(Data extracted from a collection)
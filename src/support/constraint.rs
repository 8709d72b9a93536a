//! Type-level numeric constraints.
//!
//! A [`Constrained<T, C>`] value is checked once at construction and carries
//! its guarantee from then on, so downstream code never re-validates it.
//!
//! # Provided constraints
//!
//! - [`StrictlyPositive`]: Greater than zero
//!
//! Rotor models use this for quantities that are meaningless at or below
//! zero: the level cutoff `J_max`, the rotational constant, and the
//! temperature of a thermal query.
//!
//! # Extending
//!
//! Implement [`Constraint<T>`] for your own zero-sized marker type to define
//! additional invariants.

mod strictly_positive;

use std::marker::PhantomData;

use thiserror::Error;

pub use strictly_positive::StrictlyPositive;

/// A numeric invariant checked at construction time.
pub trait Constraint<T> {
    /// Checks that the given value satisfies this constraint.
    ///
    /// # Errors
    ///
    /// Returns a [`ConstraintError`] if the value does not satisfy the constraint.
    fn check(value: &T) -> Result<(), ConstraintError>;
}

/// An error returned when a [`Constraint`] is violated.
#[derive(Debug, Clone, Copy, PartialEq, Eq, Error)]
#[non_exhaustive]
pub enum ConstraintError {
    #[error("value must not be negative")]
    Negative,
    #[error("value must not be zero")]
    Zero,
    #[error("value is not a number")]
    NotANumber,
}

/// A value that has been checked against the constraint `C`.
///
/// # Example
///
/// ```
/// use rotor_models::support::constraint::{Constrained, StrictlyPositive};
///
/// let j_max = Constrained::<u32, StrictlyPositive>::new(100).unwrap();
/// assert_eq!(j_max.into_inner(), 100);
///
/// assert!(Constrained::<u32, StrictlyPositive>::new(0).is_err());
/// ```
#[derive(Debug, Clone, Copy, PartialEq)]
pub struct Constrained<T, C: Constraint<T>> {
    value: T,
    _marker: PhantomData<C>,
}

impl<T, C: Constraint<T>> Constrained<T, C> {
    /// Constructs a new constrained value.
    ///
    /// # Errors
    ///
    /// Returns an error if the value does not satisfy the constraint.
    pub fn new(value: T) -> Result<Self, ConstraintError> {
        C::check(&value)?;
        Ok(Self {
            value,
            _marker: PhantomData,
        })
    }

    /// Consumes the wrapper and returns the inner value.
    pub fn into_inner(self) -> T {
        self.value
    }
}

impl<T, C: Constraint<T>> AsRef<T> for Constrained<T, C> {
    fn as_ref(&self) -> &T {
        &self.value
    }
}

# THE PROBLEM
Please repeat the entries above exactly as they read.

# EXERCISE RESULT
filename src/support/constraint.rs
repository 8709d72b9a93536a
//! Type-level numeric constraints.
//!
//! A [`Constrained<T, C>`] value is checked once at construction and carries
//! its guarantee from then on, so downstream code never re-validates it.
//!
//! # Provided constraints
//!
//! - [`StrictlyPositive`]: Greater than zero
//!
//! Rotor models use this for quantities that are meaningless at or below
//! zero: the level cutoff `J_max`, the rotational constant, and the
//! temperature of a thermal query.
//!
//! # Extending
//!
//! Implement [`Constraint<T>`] for your own zero-sized marker type to define
//! additional invariants.

mod strictly_positive;

use std::marker::PhantomData;

use thiserror::Error;

pub use strictly_positive::StrictlyPositive;

/// A numeric invariant checked at construction time.
pub trait Constraint<T> {
    /// Checks that the given value satisfies this constraint.
    ///
    /// # Errors
    ///
    /// Returns a [`ConstraintError`] if the value does not satisfy the constraint.
    fn check(value: &T) -> Result<(), ConstraintError>;
}

/// An error returned when a [`Constraint`] is violated.
#[derive(Debug, Clone, Copy, PartialEq, Eq, Error)]
#[non_exhaustive]
pub enum ConstraintError {
    #[error("value must not be negative")]
    Negative,
    #[error("value must not be zero")]
    Zero,
    #[error("value is not a number")]
    NotANumber,
}

/// A value that has been checked against the constraint `C`.
///
/// # Example
///
/// ```
/// use rotor_models::support::constraint::{Constrained, StrictlyPositive};
///
/// let j_max = Constrained::<u32, StrictlyPositive>::new(100).unwrap();
/// assert_eq!(j_max.into_inner(), 100);
///
/// assert!(Constrained::<u32, StrictlyPositive>::new(0).is_err());
/// ```
#[derive(Debug, Clone, Copy, PartialEq)]
pub struct Constrained<T, C: Constraint<T>> {
    value: T,
    _marker: PhantomData<C>,
}

impl<T, C: Constraint<T>> Constrained<T, C> {
    /// Constructs a new constrained value.
    ///
    /// # Errors
    ///
    /// Returns an error if the value does not satisfy the constraint.
    pub fn new(value: T) -> Result<Self, ConstraintError> {
        C::check(&value)?;
        Ok(Self {
            value,
            _marker: PhantomData,
        })
    }

    /// Consumes the wrapper and returns the inner value.
    pub fn into_inner(self) -> T {
        self.value
    }
}

impl<T, C: Constraint<T>> AsRef<T> for Constrained<T, C> {
    fn as_ref(&self) -> &T {
        &self.value
    }
}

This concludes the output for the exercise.